[Stored dataset items]
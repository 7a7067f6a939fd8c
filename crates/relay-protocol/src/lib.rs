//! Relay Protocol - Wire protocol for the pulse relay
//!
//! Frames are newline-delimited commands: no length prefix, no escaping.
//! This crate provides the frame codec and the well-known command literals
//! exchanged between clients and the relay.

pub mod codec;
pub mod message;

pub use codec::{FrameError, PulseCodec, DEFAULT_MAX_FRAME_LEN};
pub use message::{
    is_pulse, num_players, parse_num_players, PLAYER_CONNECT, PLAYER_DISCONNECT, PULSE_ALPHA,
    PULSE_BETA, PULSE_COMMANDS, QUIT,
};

- **WHAT IS BEING ASKED**
Make a verbatim copy of every entry shown above.

- **TASK RESULT**
repository 7a7067f6a939fd8c
filename crates/relay-protocol/src/lib.rs
//! Relay Protocol - Wire protocol for the pulse relay
//!
//! Frames are newline-delimited commands: no length prefix, no escaping.
//! This crate provides the frame codec and the well-known command literals
//! exchanged between clients and the relay.

pub mod codec;
pub mod message;

pub use codec::{FrameError, PulseCodec, DEFAULT_MAX_FRAME_LEN};
pub use message::{
    is_pulse, num_players, parse_num_players, PLAYER_CONNECT, PLAYER_DISCONNECT, PULSE_ALPHA,
    PULSE_BETA, PULSE_COMMANDS, QUIT,
};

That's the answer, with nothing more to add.